---------- Data for review

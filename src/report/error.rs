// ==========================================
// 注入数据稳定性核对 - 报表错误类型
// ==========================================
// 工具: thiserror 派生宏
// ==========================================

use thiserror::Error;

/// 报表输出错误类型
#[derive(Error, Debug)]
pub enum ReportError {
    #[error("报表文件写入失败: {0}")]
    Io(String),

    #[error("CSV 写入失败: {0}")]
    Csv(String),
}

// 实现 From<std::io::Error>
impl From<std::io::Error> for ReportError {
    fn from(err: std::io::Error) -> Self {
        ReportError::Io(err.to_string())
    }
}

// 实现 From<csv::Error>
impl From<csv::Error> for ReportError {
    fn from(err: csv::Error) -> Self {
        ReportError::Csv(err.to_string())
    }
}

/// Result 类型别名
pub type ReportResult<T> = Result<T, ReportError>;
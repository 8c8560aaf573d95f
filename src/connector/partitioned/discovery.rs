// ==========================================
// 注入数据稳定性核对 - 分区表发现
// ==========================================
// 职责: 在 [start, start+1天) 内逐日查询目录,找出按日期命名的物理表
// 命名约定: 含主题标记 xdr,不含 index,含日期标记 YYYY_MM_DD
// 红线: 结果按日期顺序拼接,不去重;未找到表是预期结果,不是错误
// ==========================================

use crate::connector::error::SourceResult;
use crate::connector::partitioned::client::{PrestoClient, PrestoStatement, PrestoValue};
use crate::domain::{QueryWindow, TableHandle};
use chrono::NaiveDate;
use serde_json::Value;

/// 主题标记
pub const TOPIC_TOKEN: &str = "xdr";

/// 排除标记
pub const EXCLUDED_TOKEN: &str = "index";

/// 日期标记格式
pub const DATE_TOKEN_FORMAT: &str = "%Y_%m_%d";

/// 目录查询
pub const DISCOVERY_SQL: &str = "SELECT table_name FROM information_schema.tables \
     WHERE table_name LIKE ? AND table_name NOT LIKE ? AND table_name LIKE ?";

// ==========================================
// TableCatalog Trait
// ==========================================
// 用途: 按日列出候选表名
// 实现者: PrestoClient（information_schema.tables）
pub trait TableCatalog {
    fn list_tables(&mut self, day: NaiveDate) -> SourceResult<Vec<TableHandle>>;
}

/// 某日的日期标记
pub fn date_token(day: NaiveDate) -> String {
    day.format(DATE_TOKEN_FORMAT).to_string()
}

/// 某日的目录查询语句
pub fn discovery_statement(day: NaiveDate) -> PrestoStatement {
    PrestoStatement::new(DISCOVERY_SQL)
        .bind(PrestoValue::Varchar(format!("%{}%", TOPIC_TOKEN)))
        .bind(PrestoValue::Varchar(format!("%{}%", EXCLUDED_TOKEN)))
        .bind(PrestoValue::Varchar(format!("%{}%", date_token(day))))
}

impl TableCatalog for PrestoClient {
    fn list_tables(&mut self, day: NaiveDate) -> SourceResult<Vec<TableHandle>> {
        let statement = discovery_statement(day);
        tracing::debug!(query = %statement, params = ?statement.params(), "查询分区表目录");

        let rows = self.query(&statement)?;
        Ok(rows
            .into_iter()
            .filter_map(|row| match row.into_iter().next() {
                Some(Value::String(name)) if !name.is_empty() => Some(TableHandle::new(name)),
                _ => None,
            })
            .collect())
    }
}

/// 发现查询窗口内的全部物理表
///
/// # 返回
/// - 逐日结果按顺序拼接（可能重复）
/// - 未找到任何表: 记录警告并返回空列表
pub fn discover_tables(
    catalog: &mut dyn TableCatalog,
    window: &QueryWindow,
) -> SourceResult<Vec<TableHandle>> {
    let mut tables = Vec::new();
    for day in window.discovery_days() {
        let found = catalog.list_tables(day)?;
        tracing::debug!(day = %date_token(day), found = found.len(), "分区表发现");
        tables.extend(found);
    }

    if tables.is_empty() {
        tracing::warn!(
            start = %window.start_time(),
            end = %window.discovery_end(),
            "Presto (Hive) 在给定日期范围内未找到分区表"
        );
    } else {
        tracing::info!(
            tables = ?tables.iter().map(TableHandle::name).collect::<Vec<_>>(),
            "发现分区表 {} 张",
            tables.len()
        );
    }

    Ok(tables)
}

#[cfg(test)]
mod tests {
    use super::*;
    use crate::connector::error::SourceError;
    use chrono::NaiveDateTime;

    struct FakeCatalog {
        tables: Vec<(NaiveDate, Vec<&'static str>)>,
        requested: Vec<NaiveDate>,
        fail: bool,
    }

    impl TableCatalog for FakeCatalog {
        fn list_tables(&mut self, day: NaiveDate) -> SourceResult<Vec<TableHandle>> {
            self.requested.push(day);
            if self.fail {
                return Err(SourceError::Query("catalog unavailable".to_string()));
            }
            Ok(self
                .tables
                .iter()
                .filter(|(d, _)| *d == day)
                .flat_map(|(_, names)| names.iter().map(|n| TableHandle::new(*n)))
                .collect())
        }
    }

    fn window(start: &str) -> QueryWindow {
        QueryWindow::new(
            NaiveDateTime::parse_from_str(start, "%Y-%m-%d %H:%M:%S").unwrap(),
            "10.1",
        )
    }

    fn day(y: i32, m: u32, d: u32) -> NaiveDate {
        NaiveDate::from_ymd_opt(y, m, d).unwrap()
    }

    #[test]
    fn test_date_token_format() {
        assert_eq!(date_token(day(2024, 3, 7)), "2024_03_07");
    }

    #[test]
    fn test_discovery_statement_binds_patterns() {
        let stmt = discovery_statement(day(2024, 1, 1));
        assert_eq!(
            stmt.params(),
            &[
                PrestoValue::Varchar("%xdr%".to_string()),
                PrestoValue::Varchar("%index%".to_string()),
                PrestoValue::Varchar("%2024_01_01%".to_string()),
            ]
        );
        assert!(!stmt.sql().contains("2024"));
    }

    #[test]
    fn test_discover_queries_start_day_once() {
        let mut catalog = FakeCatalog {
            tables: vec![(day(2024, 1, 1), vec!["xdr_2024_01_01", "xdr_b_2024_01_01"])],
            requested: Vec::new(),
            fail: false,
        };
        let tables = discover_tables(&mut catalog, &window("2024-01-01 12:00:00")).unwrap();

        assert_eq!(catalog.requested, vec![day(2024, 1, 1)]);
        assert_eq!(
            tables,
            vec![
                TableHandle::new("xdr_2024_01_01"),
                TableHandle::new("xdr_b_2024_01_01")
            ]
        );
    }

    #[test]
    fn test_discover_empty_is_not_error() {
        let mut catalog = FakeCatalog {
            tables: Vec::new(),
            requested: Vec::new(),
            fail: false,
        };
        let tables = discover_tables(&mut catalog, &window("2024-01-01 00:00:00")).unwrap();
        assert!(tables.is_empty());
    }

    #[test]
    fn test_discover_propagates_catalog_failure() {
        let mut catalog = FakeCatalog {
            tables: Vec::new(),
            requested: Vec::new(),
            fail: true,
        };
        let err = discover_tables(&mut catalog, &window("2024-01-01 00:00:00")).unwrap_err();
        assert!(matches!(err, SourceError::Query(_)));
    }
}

--------------------

Reproduce exactly the entries above, limited to the lines from the one with "WHERE table_name LIKE" through the one with "impl TableCatalog for PrestoClient", both included.

-- Written solution --
     WHERE table_name LIKE ? AND table_name NOT LIKE ? AND table_name LIKE ?";

// ==========================================
// TableCatalog Trait
// ==========================================
// 用途: 按日列出候选表名
// 实现者: PrestoClient（information_schema.tables）
pub trait TableCatalog {
    fn list_tables(&mut self, day: NaiveDate) -> SourceResult<Vec<TableHandle>>;
}

/// 某日的日期标记
pub fn date_token(day: NaiveDate) -> String {
    day.format(DATE_TOKEN_FORMAT).to_string()
}

/// 某日的目录查询语句
pub fn discovery_statement(day: NaiveDate) -> PrestoStatement {
    PrestoStatement::new(DISCOVERY_SQL)
        .bind(PrestoValue::Varchar(format!("%{}%", TOPIC_TOKEN)))
        .bind(PrestoValue::Varchar(format!("%{}%", EXCLUDED_TOKEN)))
        .bind(PrestoValue::Varchar(format!("%{}%", date_token(day))))
}

impl TableCatalog for PrestoClient {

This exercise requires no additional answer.